* _Problem requirements_: Copy the lines exactly as they appear, starting with the first line of the records and ending with the line that contains "mod assignor;".

BEGIN

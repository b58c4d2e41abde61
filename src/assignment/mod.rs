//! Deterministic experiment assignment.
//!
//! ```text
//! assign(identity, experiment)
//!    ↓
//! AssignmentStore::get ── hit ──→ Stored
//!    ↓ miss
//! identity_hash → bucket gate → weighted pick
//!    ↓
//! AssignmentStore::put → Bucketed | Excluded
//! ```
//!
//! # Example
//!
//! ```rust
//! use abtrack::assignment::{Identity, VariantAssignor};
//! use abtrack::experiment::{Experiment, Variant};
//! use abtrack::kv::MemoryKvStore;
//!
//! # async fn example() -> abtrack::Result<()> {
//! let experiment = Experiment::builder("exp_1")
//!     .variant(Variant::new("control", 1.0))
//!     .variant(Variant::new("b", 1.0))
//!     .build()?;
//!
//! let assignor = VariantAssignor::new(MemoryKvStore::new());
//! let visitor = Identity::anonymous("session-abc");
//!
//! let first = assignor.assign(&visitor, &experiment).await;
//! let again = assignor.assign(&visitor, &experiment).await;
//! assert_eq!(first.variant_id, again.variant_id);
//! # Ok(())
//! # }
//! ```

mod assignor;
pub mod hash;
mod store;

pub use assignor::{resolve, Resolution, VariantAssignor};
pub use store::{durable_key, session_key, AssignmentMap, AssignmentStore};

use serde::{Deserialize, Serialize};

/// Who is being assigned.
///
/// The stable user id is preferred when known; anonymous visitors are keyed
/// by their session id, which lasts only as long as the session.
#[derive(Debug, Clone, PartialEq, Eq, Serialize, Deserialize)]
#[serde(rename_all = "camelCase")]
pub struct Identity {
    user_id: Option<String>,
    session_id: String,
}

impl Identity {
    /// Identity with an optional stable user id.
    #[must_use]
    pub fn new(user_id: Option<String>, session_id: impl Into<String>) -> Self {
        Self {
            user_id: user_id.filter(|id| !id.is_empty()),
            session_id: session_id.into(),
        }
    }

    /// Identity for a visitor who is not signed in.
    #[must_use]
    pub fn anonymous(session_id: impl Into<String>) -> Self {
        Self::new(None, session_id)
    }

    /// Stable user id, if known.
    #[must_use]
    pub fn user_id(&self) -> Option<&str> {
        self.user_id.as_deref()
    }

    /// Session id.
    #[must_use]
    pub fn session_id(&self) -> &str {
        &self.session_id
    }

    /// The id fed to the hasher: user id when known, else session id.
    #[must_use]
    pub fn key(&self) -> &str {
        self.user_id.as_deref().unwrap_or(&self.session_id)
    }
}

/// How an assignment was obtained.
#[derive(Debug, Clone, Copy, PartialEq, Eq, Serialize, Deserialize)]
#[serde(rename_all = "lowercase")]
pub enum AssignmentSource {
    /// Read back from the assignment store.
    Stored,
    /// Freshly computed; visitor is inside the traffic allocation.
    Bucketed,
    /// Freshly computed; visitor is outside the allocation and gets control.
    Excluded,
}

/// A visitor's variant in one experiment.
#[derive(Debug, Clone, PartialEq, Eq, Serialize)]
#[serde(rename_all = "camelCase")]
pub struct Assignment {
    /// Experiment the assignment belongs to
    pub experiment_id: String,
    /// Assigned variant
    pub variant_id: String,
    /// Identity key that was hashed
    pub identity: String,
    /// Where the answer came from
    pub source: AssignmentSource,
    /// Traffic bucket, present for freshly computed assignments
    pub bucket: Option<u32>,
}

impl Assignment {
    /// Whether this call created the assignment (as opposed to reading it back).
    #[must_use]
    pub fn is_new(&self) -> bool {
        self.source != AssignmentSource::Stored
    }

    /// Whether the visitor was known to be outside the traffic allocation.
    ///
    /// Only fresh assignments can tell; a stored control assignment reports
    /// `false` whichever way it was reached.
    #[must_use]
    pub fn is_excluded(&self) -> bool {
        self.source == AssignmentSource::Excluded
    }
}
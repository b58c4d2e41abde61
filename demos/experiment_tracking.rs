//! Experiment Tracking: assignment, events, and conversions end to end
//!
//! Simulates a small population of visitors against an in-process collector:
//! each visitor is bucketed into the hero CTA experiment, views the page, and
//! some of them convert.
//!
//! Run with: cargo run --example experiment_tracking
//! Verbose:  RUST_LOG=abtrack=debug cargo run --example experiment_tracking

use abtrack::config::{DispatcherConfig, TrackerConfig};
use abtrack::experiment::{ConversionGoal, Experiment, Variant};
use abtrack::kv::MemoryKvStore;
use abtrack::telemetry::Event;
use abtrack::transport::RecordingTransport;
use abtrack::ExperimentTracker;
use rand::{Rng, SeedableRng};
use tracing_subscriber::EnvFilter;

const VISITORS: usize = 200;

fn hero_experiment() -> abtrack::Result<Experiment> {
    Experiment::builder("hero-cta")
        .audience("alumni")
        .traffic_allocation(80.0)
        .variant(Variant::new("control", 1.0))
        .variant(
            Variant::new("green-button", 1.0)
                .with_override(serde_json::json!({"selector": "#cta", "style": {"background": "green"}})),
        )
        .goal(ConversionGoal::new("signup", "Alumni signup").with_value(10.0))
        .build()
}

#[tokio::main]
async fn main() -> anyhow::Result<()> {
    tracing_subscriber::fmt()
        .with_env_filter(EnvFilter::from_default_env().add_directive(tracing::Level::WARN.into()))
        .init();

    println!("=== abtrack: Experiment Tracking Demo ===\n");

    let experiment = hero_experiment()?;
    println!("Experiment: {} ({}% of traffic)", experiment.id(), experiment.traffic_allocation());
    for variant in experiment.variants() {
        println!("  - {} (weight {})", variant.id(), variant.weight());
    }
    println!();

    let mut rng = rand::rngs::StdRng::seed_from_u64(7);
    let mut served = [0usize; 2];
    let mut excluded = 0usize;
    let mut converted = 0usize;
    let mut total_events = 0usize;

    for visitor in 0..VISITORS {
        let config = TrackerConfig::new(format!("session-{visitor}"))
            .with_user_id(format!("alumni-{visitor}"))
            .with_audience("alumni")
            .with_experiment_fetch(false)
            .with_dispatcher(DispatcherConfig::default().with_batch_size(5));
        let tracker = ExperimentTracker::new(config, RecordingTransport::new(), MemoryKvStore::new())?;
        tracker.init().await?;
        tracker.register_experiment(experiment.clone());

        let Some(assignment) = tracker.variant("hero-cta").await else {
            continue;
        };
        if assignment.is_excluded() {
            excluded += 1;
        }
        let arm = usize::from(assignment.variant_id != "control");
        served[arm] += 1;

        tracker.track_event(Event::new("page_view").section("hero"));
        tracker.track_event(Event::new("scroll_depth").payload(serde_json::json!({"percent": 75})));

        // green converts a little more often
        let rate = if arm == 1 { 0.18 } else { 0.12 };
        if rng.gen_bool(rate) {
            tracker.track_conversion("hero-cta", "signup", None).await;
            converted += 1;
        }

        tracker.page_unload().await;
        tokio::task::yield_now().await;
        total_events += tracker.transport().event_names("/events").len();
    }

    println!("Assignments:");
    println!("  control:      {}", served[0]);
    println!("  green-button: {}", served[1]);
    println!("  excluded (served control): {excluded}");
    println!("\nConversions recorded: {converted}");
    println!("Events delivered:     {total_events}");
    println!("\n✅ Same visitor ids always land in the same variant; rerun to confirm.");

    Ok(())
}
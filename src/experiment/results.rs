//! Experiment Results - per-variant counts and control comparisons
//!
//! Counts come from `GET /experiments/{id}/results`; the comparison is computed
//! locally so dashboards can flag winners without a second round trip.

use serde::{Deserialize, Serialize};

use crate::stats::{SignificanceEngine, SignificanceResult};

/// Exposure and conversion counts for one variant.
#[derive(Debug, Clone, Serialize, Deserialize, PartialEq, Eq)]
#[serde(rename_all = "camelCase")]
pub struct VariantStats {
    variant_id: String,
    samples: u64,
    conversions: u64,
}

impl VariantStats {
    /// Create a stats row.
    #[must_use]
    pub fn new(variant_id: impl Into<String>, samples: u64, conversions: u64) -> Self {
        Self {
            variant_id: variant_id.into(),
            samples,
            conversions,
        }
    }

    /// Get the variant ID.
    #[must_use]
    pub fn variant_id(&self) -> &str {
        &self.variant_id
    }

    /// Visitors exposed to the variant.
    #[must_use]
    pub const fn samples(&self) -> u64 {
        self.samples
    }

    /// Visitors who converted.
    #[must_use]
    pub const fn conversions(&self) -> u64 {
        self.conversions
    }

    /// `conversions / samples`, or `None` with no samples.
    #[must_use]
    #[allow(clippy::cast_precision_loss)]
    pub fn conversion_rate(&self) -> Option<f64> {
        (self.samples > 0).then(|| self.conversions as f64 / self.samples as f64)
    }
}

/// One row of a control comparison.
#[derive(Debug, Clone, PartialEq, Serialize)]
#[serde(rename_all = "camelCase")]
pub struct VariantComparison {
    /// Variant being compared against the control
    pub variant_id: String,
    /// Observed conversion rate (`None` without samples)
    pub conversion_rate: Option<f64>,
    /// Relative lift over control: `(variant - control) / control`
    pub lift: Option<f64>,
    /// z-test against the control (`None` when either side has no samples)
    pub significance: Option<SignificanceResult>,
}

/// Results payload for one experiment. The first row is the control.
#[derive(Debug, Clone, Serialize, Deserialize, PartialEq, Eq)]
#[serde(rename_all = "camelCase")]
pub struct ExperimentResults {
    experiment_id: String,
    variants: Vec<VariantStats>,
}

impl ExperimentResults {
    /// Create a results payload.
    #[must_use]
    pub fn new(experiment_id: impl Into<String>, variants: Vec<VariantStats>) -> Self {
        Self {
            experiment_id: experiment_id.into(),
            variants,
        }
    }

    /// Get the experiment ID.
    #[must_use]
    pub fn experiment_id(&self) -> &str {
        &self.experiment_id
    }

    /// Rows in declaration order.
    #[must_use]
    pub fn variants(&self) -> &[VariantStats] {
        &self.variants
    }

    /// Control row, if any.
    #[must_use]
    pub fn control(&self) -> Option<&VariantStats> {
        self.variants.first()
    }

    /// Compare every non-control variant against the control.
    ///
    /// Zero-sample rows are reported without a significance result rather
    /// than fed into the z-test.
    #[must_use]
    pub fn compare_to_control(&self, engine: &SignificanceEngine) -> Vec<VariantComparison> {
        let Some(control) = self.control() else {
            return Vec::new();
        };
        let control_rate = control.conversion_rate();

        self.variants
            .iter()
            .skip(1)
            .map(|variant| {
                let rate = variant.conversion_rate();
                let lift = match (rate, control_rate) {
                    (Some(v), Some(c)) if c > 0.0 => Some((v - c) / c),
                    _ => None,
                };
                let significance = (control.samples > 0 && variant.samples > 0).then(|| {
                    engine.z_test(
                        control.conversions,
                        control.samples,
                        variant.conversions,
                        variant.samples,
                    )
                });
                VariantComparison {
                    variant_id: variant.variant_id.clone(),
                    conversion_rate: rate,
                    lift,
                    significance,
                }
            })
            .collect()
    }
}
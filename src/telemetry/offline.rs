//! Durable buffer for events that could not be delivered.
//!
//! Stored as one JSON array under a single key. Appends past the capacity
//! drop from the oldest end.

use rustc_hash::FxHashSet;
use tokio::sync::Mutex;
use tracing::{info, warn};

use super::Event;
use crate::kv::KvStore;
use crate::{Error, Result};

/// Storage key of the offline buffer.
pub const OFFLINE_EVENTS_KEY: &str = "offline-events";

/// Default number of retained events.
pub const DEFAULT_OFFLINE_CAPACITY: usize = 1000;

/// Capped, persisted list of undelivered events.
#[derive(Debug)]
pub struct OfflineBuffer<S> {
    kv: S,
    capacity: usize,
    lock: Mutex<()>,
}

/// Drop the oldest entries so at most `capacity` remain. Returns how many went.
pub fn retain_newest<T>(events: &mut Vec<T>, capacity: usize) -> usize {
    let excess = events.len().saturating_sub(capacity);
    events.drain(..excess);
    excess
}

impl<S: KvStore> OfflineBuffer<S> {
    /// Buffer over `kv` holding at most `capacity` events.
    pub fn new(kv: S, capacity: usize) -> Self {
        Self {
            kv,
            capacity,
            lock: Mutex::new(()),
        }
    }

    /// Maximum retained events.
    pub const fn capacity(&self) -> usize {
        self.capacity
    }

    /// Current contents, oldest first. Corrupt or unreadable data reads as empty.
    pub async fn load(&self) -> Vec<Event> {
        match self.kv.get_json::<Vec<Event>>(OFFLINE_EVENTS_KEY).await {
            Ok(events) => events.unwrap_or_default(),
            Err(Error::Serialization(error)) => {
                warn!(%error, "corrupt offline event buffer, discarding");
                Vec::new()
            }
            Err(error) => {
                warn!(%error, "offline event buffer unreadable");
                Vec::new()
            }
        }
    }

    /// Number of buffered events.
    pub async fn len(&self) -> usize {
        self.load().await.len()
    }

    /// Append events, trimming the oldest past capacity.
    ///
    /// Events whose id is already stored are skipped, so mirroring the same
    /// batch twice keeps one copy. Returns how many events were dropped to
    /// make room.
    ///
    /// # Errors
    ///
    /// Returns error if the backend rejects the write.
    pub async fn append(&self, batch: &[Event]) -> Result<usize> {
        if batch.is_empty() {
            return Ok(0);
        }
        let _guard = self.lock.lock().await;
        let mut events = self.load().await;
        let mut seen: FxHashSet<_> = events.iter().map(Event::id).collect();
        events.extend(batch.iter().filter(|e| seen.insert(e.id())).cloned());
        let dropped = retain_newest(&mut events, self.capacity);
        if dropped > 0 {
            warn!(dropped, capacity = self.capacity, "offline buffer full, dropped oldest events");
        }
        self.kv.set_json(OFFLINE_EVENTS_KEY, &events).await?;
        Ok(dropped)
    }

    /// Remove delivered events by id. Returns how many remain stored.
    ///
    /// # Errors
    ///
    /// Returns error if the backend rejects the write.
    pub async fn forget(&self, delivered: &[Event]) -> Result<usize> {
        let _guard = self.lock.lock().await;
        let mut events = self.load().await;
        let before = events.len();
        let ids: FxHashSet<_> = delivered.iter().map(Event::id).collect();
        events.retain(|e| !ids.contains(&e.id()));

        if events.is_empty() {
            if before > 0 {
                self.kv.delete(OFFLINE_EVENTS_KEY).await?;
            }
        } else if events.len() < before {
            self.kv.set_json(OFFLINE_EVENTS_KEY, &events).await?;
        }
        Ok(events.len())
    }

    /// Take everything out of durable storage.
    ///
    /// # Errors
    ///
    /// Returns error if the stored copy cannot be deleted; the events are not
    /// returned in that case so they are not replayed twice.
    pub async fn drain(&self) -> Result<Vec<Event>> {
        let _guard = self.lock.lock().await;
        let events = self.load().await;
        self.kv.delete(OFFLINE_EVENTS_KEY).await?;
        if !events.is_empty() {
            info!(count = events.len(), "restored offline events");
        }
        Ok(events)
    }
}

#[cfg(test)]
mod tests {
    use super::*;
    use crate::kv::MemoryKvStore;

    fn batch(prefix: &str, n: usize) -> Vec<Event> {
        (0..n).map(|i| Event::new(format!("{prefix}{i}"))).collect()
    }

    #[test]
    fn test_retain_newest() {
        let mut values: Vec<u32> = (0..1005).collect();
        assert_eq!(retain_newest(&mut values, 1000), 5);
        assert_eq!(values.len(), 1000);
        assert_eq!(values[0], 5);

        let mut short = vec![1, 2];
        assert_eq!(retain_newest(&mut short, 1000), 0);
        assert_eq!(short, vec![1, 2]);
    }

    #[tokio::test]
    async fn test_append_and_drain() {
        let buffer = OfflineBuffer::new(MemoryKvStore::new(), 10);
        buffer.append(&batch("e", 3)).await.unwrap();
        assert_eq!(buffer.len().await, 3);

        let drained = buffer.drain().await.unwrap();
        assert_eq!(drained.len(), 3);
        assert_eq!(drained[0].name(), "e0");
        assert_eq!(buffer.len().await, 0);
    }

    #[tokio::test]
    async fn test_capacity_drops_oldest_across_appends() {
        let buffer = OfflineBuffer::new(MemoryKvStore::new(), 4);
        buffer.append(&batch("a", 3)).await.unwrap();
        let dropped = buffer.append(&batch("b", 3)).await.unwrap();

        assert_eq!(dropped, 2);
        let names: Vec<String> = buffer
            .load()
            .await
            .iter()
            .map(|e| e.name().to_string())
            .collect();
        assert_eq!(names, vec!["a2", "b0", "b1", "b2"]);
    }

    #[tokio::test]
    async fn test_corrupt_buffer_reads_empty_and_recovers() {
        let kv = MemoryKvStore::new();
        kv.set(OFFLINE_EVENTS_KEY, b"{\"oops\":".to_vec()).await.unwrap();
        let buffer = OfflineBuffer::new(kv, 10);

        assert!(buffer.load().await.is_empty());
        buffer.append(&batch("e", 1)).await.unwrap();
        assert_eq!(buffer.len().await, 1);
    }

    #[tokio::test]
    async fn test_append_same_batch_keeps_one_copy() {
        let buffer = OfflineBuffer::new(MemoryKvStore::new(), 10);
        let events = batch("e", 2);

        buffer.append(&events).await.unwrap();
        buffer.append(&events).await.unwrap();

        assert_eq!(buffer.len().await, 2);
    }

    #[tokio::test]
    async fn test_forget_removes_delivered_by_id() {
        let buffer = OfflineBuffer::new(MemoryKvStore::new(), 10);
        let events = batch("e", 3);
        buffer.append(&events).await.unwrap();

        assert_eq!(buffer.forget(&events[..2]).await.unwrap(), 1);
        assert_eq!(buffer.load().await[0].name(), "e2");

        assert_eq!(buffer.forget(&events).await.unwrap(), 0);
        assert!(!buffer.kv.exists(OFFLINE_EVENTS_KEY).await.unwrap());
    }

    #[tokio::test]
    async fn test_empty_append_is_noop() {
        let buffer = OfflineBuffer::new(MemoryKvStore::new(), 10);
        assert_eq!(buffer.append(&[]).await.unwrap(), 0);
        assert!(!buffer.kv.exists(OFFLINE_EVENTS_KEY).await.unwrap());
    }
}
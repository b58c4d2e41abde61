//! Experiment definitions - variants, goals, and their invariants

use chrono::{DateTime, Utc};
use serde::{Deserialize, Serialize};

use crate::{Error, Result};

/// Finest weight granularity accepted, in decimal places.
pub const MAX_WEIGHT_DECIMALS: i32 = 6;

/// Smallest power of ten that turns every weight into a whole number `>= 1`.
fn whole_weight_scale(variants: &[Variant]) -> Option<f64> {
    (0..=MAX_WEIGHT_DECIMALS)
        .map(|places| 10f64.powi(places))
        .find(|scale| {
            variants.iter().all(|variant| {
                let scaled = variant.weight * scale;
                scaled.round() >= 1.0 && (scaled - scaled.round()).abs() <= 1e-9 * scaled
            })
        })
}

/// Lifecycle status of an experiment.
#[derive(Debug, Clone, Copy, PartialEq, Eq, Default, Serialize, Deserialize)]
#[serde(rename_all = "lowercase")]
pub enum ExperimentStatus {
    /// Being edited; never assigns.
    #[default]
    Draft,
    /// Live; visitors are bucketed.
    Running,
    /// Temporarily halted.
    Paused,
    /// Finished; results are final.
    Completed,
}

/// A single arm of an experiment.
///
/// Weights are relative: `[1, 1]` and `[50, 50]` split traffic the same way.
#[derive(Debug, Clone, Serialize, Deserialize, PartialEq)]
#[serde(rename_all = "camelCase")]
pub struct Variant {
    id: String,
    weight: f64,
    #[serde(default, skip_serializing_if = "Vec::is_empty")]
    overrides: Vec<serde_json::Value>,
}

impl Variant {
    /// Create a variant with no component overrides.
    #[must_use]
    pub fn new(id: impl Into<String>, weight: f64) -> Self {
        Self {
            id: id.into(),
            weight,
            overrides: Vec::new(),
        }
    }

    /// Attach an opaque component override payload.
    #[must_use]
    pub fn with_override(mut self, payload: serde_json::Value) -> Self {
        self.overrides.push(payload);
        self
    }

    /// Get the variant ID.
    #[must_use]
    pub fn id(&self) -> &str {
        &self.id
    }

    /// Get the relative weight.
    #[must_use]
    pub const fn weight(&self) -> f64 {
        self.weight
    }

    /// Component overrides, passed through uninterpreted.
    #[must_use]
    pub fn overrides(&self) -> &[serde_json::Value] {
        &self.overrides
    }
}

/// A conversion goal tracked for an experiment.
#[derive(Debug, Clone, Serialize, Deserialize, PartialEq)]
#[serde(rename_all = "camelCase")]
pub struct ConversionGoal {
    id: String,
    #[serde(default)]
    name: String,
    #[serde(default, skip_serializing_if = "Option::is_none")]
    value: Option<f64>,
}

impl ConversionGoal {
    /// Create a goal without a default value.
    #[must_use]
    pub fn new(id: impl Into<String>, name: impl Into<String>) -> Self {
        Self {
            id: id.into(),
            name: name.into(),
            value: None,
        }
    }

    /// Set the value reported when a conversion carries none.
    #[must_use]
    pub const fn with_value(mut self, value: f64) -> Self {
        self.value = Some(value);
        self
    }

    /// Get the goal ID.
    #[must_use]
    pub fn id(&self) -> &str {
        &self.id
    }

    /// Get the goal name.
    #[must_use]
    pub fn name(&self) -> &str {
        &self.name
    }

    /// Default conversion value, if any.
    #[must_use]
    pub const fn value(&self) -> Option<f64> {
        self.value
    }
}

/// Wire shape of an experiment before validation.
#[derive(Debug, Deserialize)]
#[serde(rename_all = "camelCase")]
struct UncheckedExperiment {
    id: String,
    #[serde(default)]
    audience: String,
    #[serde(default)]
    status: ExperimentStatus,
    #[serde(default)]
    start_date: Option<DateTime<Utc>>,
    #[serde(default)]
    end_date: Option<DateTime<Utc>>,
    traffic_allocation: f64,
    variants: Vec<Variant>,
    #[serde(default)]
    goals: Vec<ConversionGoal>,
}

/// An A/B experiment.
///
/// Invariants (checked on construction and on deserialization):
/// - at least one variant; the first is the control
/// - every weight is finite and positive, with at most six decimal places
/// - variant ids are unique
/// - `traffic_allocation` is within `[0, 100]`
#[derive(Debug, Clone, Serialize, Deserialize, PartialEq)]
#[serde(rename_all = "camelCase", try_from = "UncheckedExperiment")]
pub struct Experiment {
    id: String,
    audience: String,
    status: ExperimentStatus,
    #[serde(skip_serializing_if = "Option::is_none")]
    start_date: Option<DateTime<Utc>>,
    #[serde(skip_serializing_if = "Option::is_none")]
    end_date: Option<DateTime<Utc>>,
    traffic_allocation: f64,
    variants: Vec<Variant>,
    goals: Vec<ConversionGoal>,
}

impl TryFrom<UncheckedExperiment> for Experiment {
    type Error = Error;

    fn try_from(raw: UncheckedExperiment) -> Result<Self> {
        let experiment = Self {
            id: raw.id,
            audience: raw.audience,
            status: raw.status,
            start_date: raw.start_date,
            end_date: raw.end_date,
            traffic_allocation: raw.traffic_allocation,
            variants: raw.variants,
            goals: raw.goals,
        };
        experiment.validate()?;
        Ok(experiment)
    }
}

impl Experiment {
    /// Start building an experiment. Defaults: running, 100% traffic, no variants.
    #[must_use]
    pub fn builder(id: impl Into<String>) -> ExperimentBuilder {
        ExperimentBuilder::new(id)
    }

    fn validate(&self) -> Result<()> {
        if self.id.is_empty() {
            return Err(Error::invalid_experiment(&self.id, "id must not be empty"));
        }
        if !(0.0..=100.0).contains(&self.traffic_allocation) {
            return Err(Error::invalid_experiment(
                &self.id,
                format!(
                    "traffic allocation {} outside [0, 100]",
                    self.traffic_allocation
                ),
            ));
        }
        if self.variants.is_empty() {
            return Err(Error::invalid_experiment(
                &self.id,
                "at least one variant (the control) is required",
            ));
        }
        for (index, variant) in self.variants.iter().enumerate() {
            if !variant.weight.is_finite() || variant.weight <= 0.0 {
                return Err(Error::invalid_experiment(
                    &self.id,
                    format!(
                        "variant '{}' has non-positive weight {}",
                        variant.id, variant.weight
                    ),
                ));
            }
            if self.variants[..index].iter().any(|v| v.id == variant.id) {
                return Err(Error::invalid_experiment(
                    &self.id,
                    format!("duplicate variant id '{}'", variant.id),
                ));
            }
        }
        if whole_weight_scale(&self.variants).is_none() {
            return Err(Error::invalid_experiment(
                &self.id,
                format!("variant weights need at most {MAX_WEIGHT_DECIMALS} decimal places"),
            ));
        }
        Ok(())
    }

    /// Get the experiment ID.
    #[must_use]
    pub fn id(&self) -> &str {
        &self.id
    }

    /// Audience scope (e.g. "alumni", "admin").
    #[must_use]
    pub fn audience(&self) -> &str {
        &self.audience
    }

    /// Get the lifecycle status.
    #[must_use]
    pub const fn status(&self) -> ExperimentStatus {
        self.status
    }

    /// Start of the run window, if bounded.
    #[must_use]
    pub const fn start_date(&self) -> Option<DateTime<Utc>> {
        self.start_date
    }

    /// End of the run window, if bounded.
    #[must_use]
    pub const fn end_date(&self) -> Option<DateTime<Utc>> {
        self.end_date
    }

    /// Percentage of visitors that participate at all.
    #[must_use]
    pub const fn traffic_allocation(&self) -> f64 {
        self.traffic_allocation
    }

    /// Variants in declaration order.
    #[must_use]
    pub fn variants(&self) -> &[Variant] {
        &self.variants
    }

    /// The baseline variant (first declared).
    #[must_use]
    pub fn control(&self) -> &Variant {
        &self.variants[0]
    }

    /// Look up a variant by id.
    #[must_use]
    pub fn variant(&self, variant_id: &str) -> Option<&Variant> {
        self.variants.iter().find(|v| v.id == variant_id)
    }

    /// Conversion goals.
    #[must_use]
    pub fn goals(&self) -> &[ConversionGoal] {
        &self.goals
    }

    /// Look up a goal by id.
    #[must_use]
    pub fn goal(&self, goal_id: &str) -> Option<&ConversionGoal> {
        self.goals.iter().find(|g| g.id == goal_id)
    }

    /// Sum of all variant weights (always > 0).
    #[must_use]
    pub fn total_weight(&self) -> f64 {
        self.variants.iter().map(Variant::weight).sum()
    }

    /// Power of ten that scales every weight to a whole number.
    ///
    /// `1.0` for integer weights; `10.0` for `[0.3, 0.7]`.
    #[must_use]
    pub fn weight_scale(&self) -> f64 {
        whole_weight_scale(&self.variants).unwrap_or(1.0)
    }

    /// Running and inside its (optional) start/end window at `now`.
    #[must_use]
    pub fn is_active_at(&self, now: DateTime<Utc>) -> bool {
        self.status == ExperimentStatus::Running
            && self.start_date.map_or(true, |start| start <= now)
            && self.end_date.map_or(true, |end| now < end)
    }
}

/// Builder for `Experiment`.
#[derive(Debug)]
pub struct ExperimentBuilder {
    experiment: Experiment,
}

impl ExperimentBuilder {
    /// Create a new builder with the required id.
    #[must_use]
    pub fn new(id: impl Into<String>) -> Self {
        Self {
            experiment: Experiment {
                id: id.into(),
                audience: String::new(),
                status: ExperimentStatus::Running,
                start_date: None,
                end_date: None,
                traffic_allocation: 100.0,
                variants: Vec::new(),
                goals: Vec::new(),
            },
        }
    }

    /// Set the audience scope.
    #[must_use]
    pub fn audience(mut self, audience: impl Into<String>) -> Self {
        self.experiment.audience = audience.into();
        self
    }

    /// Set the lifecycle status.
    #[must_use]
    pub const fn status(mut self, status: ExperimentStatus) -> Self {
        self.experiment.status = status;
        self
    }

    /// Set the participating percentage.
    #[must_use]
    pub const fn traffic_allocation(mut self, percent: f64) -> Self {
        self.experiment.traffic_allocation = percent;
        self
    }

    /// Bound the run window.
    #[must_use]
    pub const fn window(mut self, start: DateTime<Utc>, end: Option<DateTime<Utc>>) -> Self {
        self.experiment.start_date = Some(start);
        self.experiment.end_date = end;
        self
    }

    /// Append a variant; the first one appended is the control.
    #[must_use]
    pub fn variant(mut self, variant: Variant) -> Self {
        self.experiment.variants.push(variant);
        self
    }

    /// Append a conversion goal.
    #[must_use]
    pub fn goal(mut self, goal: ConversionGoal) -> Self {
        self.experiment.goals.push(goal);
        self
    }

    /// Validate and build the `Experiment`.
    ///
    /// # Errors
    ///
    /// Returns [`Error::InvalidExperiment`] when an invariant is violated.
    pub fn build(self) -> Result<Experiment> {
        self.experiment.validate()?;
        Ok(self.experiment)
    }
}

END

* _Worked solution_:
repository b58c4d2e41abde61
filename src/assignment/mod.rs
//! Deterministic experiment assignment.
//!
//! ```text
//! assign(identity, experiment)
//!    ↓
//! AssignmentStore::get ── hit ──→ Stored
//!    ↓ miss
//! identity_hash → bucket gate → weighted pick
//!    ↓
//! AssignmentStore::put → Bucketed | Excluded
//! ```
//!
//! # Example
//!
//! ```rust
//! use abtrack::assignment::{Identity, VariantAssignor};
//! use abtrack::experiment::{Experiment, Variant};
//! use abtrack::kv::MemoryKvStore;
//!
//! # async fn example() -> abtrack::Result<()> {
//! let experiment = Experiment::builder("exp_1")
//!     .variant(Variant::new("control", 1.0))
//!     .variant(Variant::new("b", 1.0))
//!     .build()?;
//!
//! let assignor = VariantAssignor::new(MemoryKvStore::new());
//! let visitor = Identity::anonymous("session-abc");
//!
//! let first = assignor.assign(&visitor, &experiment).await;
//! let again = assignor.assign(&visitor, &experiment).await;
//! assert_eq!(first.variant_id, again.variant_id);
//! # Ok(())
//! # }
//! ```

mod assignor;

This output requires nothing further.